Increased proportion of CD56bright natural killer cells in active and inactive systemic lupus erythematosus

Abstract

Natural killer (NK) cells belong to the innate immune system but can also affect adaptive immune reactions. This immune regulatory function is often ascribed to the CD56^bright subpopulation of NK cells that is prevalent in secondary lymphoid tissues and has potent cytokine-producing ability. The NK cells have been described as affecting autoimmune disease and stimulating B-cell production of antibodies, but their role in systemic lupus erythematosus (SLE) pathology has not been extensively studied.

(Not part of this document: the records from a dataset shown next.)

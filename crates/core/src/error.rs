//! Domain error model.

use thiserror::Error;

/// Result type used across the domain layer.
pub type DomainResult<T> = Result<T, DomainError>;

/// Domain-level error.
///
/// Keep this focused on deterministic, business/domain failures. Presentation
/// concerns (prompts, notifications) belong elsewhere.
#[derive(Debug, Error, Clone, PartialEq, Eq)]
pub enum DomainError {
    /// A value failed validation (e.g. malformed input).
    #[error("validation failed: {0}")]
    Validation(String),
}

impl DomainError {
    pub fn validation(msg: impl Into<String>) -> Self {
        Self::Validation(msg.into())
    }

    /// The bare message, without the error-kind prefix.
    pub fn message(&self) -> &str {
        match self {
            DomainError::Validation(msg) => msg,
        }
    }
}
//! Form view-state and submit handlers.
//!
//! A form is built when its screen opens, filled from user input, and consumed
//! by `submit`. Nothing about a form outlives the submission.

use thiserror::Error;

use freshmart_core::Clock;
use freshmart_inventory::{ExpiryDate, InventoryStore, ProductDraft, StockQuantity};

use crate::types::Notification;

/// Field labels of the add-product form, in prompt order.
pub const ADD_PRODUCT_FIELDS: [&str; 5] = [
    "Name",
    "Category",
    "Expiry Date (YYYY-MM-DD)",
    "Stock Quantity",
    "Supplier",
];

/// Input rejected by a form; each maps to a user-facing notification.
#[derive(Debug, Error, Clone, PartialEq, Eq)]
pub enum FormError {
    #[error("Please fill in all fields")]
    MissingFields,

    #[error("Please select a product and enter a quantity")]
    MissingSelection,

    #[error("Please enter valid values (stock must be a number)")]
    InvalidStock,

    #[error("Invalid expiry date: {0}")]
    InvalidDate(String),

    #[error("Invalid quantity: {0}")]
    InvalidQuantity(String),

    #[error("Product not found")]
    NotFound,
}

impl FormError {
    pub fn notification(&self) -> Notification {
        match self {
            FormError::MissingFields | FormError::MissingSelection => {
                Notification::warning(self.to_string())
            }
            _ => Notification::error(self.to_string()),
        }
    }
}

/// Add New Product form.
#[derive(Debug, Clone, Default, PartialEq, Eq)]
pub struct AddProductForm {
    pub name: String,
    pub category: String,
    pub expiry_date: String,
    pub stock_quantity: String,
    pub supplier: String,
}

impl AddProductForm {
    /// Fill the field named by `label` (one of [`ADD_PRODUCT_FIELDS`]).
    pub fn set_field(&mut self, label: &str, value: impl Into<String>) {
        let value = value.into();
        match label {
            "Name" => self.name = value,
            "Category" => self.category = value,
            "Expiry Date (YYYY-MM-DD)" => self.expiry_date = value,
            "Stock Quantity" => self.stock_quantity = value,
            "Supplier" => self.supplier = value,
            _ => tracing::warn!(label, "ignoring unknown add-product field"),
        }
    }

    /// Check the input and turn it into a draft record.
    ///
    /// Stock is checked first, then that every text field is filled, then the
    /// date.
    pub fn validate(&self) -> Result<ProductDraft, FormError> {
        let stock_quantity =
            StockQuantity::parse(&self.stock_quantity).map_err(|_| FormError::InvalidStock)?;

        let required = [&self.name, &self.category, &self.expiry_date, &self.supplier];
        if required.iter().any(|field| field.trim().is_empty()) {
            return Err(FormError::MissingFields);
        }

        let expiry_date = ExpiryDate::parse(&self.expiry_date)
            .map_err(|e| FormError::InvalidDate(e.message().to_string()))?;

        Ok(ProductDraft {
            name: self.name.trim().to_string(),
            category: self.category.trim().to_string(),
            expiry_date: Some(expiry_date),
            stock_quantity,
            supplier: self.supplier.trim().to_string(),
        })
    }

    pub fn submit<C: Clock>(
        self,
        store: &mut InventoryStore<C>,
    ) -> Result<Notification, FormError> {
        let draft = self.validate().inspect_err(|e| {
            tracing::warn!(error = %e, "add product rejected");
        })?;
        store.add_draft(draft);
        Ok(Notification::info("Product added successfully!"))
    }
}

/// Update Stock form.
#[derive(Debug, Clone, Default, PartialEq, Eq)]
pub struct UpdateStockForm {
    /// Dropdown choices captured when the form opened.
    pub options: Vec<String>,
    pub product_name: String,
    pub quantity: String,
}

impl UpdateStockForm {
    pub fn open<C: Clock>(store: &InventoryStore<C>) -> Self {
        Self {
            options: store.product_names().into_iter().map(String::from).collect(),
            ..Self::default()
        }
    }

    /// Select a product by typed name or by dropdown position (1-based).
    ///
    /// An option whose name matches the input wins over the position reading,
    /// so a product literally named "2" stays reachable.
    pub fn select(&mut self, choice: &str) {
        let choice = choice.trim();
        let lowered = choice.to_lowercase();
        self.product_name = self
            .options
            .iter()
            .find(|option| option.to_lowercase() == lowered)
            .or_else(|| {
                choice
                    .parse::<usize>()
                    .ok()
                    .and_then(|n| n.checked_sub(1))
                    .and_then(|i| self.options.get(i))
            })
            .cloned()
            .unwrap_or_else(|| choice.to_string());
    }

    pub fn validate(&self) -> Result<(String, StockQuantity), FormError> {
        let name = self.product_name.trim();
        if name.is_empty() || self.quantity.trim().is_empty() {
            return Err(FormError::MissingSelection);
        }
        let quantity = StockQuantity::parse(&self.quantity)
            .map_err(|e| FormError::InvalidQuantity(e.message().to_string()))?;
        Ok((name.to_string(), quantity))
    }

    pub fn submit<C: Clock>(
        self,
        store: &mut InventoryStore<C>,
    ) -> Result<Notification, FormError> {
        let (name, quantity) = self.validate().inspect_err(|e| {
            tracing::warn!(error = %e, "stock update rejected");
        })?;
        if !store.update_quantity(&name, quantity) {
            return Err(FormError::NotFound);
        }
        Ok(Notification::info("Stock quantity updated successfully!"))
    }
}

We have studied NK cells in SLE, a B-cell-driven systemic autoimmune disease, and phenotypically characterized peripheral blood NK cells in comparison to NK cells from patients with immunoglobulin A nephritis, rheumatoid arthritis and healthy individuals. We have found an increased proportion of CD56^bright NK cells in SLE, regardless of disease activity. We detected a somewhat increased expression of the activating receptor NKp46/CD335 on NK cells from SLE patients, although neither the percentage of NK cells of all lymphocytes nor the expression of other NK receptors analysed (LIR-1/CD85j, CD94, NKG2C/CD159c, NKG2D/CD314, NKp30/CD337, NKp44/CD336, CD69) differed between patient groups. We show that type I interferon, a proinflammatory cytokine known to be abundant in SLE, can cause increases of CD56^bright NK cells in vitro. We confirmed that serum levels of interferon-α were increased in active, but not in inactive, disease in the SLE patient group. In conclusion, we found an increased proportion of CD56^bright NK cells in the blood of SLE patients, although it remains to be examined whether and how this relates to the disease process.